RECORDS SUPPLIED below:

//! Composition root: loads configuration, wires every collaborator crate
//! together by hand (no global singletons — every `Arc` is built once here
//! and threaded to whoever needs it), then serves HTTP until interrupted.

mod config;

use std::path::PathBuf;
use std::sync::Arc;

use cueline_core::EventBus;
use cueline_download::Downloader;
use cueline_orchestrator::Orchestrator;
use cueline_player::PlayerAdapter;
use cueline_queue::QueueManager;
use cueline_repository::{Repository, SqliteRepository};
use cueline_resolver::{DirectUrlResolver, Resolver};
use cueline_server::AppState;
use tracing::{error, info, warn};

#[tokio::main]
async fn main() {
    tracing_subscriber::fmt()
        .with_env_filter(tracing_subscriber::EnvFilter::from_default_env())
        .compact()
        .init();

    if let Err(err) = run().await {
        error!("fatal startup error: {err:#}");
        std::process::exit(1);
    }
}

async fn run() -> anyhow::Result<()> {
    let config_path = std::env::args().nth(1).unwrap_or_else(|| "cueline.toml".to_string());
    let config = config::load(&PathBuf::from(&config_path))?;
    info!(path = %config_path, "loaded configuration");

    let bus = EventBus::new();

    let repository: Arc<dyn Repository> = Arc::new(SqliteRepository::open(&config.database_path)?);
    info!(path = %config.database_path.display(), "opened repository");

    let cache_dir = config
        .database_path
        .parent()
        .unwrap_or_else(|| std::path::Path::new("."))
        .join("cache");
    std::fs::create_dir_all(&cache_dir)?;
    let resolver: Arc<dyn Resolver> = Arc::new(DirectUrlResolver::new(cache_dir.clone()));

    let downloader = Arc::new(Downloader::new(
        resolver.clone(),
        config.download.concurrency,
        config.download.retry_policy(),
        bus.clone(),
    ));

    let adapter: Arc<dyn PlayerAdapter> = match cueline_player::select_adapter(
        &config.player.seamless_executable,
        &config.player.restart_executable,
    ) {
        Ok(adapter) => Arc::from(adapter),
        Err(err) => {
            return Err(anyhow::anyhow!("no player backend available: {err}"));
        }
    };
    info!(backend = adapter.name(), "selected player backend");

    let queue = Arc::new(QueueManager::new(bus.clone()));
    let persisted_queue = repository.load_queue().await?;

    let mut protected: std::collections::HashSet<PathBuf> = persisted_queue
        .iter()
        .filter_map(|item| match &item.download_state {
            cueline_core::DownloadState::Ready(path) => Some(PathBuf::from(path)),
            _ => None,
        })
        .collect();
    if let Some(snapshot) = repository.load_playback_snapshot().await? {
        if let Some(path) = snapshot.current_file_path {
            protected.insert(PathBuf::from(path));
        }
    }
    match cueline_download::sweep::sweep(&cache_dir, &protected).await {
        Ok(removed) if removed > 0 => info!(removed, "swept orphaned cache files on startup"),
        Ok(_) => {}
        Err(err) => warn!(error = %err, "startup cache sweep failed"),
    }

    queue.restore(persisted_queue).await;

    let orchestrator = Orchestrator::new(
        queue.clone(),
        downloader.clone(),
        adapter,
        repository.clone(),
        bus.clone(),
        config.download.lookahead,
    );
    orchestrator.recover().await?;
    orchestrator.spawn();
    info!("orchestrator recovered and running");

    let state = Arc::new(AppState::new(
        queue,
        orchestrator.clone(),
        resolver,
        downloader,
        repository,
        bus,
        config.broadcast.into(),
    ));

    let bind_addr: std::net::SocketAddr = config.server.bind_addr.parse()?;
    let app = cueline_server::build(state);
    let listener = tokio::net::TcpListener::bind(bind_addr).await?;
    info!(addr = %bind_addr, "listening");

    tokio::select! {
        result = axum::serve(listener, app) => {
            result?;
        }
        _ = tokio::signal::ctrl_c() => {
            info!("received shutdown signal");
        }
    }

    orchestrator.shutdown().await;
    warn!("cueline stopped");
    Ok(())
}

End of RECORDS SUPPLIED.
RECORDS SUPPLIED below:

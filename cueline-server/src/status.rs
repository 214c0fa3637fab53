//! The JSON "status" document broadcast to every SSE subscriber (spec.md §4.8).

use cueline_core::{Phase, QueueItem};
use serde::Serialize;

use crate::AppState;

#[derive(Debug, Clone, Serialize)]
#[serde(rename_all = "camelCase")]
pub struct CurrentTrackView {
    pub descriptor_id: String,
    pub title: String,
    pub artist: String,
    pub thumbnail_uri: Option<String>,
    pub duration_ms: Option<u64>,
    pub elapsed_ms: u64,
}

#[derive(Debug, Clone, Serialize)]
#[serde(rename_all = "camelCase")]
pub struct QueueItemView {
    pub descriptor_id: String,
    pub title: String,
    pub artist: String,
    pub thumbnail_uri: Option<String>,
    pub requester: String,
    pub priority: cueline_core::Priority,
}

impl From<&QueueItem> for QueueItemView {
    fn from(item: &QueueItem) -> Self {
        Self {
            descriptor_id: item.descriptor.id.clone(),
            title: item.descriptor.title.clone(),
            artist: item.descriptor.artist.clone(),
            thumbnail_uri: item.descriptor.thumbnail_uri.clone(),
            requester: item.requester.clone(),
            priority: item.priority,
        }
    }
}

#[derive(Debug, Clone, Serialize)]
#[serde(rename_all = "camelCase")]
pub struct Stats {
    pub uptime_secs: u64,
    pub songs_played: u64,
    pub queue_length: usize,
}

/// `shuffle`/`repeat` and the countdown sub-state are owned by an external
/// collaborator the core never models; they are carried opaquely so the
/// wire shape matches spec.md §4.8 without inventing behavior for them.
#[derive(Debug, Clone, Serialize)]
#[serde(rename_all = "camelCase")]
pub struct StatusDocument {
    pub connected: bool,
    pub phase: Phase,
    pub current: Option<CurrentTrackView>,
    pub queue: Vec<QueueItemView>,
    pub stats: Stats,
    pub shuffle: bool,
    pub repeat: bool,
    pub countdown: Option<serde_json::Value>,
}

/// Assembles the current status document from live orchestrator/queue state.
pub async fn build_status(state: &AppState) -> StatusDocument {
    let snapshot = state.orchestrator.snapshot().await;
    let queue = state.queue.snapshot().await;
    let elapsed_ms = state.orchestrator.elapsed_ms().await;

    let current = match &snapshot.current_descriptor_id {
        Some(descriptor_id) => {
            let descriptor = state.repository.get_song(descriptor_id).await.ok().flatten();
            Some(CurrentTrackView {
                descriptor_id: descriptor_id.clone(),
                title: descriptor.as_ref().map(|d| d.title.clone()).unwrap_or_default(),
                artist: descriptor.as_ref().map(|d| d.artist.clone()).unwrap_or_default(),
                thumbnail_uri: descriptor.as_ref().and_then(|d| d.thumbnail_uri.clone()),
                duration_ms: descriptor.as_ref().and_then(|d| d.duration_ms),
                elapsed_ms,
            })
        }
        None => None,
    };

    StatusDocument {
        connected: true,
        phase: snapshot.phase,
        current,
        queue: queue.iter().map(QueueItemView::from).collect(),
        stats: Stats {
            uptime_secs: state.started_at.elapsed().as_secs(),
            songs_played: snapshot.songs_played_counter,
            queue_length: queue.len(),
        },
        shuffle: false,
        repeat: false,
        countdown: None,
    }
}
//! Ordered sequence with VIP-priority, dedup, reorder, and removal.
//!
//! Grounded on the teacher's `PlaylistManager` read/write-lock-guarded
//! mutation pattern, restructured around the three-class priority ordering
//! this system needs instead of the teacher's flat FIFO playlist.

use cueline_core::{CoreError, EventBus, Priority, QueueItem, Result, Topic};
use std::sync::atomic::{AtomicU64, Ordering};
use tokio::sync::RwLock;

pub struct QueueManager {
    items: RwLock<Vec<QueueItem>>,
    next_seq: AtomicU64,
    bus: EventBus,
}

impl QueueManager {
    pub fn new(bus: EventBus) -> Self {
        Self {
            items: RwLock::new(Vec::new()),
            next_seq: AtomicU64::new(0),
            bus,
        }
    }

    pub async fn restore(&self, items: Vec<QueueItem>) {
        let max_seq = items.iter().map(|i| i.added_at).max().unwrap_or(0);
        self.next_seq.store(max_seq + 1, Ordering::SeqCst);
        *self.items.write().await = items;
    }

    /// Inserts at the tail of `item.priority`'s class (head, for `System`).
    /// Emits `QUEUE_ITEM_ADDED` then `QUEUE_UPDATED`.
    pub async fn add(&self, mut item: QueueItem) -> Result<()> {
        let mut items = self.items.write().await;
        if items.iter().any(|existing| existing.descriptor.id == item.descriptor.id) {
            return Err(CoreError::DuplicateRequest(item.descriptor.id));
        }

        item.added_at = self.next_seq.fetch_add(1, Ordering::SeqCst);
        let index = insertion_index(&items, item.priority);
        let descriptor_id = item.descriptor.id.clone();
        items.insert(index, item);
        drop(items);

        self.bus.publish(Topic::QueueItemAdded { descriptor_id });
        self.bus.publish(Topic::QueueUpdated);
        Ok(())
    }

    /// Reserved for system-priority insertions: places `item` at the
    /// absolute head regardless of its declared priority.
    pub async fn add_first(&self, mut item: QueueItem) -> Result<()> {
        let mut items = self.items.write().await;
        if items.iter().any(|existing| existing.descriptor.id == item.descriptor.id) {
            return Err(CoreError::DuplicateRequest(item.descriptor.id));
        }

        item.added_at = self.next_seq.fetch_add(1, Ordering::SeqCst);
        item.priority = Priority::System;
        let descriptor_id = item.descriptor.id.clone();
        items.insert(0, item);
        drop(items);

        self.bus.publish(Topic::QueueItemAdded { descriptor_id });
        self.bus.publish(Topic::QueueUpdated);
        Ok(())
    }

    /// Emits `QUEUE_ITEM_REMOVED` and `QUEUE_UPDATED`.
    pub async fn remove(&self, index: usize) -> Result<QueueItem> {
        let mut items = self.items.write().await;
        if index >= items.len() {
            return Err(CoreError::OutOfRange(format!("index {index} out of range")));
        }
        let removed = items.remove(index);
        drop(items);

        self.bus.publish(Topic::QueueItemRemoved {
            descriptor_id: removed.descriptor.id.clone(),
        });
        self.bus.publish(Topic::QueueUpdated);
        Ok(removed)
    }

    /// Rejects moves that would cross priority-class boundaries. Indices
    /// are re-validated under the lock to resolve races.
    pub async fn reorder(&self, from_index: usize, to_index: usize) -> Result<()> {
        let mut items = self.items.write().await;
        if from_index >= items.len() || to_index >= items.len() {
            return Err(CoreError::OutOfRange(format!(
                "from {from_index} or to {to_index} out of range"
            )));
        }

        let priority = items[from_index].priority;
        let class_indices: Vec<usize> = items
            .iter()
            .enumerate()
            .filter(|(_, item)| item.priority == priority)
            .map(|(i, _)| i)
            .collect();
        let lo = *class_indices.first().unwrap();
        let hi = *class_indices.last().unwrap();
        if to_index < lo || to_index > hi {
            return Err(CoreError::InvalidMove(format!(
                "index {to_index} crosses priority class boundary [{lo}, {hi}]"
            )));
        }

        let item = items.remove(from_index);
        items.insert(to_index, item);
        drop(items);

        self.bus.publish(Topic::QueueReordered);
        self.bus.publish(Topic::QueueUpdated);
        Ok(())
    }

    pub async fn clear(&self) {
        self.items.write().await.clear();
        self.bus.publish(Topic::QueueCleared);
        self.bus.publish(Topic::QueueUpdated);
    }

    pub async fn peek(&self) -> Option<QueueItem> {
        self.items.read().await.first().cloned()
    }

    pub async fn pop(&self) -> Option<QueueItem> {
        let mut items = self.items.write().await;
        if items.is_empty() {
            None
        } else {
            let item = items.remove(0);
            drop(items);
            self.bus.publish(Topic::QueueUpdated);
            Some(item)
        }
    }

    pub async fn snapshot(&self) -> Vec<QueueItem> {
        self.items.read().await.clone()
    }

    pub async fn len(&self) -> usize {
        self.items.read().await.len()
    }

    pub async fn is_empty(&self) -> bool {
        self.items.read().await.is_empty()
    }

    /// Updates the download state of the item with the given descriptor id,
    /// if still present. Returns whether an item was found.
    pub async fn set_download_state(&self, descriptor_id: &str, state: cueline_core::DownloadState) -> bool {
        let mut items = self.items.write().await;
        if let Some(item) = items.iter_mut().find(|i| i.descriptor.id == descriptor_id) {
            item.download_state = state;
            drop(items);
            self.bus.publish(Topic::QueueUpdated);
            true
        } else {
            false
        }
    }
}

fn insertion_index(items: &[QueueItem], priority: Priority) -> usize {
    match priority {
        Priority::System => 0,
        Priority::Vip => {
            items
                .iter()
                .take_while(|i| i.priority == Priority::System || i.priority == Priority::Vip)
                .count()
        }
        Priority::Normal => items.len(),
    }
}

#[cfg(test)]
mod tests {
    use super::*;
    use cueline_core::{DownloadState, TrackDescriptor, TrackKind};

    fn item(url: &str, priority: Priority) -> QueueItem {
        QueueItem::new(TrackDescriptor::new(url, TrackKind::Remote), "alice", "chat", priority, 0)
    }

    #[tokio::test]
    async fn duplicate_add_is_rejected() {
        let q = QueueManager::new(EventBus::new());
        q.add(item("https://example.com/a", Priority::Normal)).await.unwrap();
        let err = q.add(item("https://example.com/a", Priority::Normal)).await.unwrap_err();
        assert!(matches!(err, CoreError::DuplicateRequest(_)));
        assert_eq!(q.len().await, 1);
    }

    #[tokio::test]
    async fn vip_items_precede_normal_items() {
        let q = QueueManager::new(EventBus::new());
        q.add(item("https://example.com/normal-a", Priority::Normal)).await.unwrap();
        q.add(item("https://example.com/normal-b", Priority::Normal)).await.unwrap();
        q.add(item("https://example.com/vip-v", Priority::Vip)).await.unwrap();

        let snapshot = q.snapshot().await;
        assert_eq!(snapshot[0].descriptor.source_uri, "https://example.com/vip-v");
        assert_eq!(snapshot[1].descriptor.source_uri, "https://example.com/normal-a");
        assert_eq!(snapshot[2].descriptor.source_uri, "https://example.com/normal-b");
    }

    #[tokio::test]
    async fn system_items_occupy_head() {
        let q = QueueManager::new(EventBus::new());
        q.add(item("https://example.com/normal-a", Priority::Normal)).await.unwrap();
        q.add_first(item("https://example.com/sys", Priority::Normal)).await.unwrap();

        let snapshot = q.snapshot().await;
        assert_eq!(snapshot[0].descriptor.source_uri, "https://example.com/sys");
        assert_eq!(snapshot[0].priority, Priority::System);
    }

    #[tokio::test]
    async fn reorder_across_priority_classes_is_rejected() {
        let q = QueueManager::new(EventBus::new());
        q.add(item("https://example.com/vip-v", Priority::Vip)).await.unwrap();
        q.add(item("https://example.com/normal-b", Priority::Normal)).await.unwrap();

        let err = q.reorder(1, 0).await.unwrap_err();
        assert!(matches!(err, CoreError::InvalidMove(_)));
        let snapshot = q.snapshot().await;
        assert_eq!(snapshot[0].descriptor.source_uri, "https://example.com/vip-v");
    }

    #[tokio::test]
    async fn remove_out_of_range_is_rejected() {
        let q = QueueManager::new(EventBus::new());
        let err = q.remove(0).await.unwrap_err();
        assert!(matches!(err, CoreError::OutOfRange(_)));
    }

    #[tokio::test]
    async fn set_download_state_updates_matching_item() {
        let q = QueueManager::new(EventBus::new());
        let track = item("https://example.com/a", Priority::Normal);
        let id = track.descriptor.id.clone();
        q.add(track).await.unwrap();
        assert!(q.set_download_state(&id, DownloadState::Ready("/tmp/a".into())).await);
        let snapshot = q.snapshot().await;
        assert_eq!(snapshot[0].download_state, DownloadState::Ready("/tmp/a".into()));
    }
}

End of RECORDS SUPPLIED.

What lines in the entries above include the string "artist"? Return each one.

-- RESPONSE BOX --
    pub artist: String,
    pub artist: String,
            artist: item.descriptor.artist.clone(),
                artist: descriptor.as_ref().map(|d| d.artist.clone()).unwrap_or_default(),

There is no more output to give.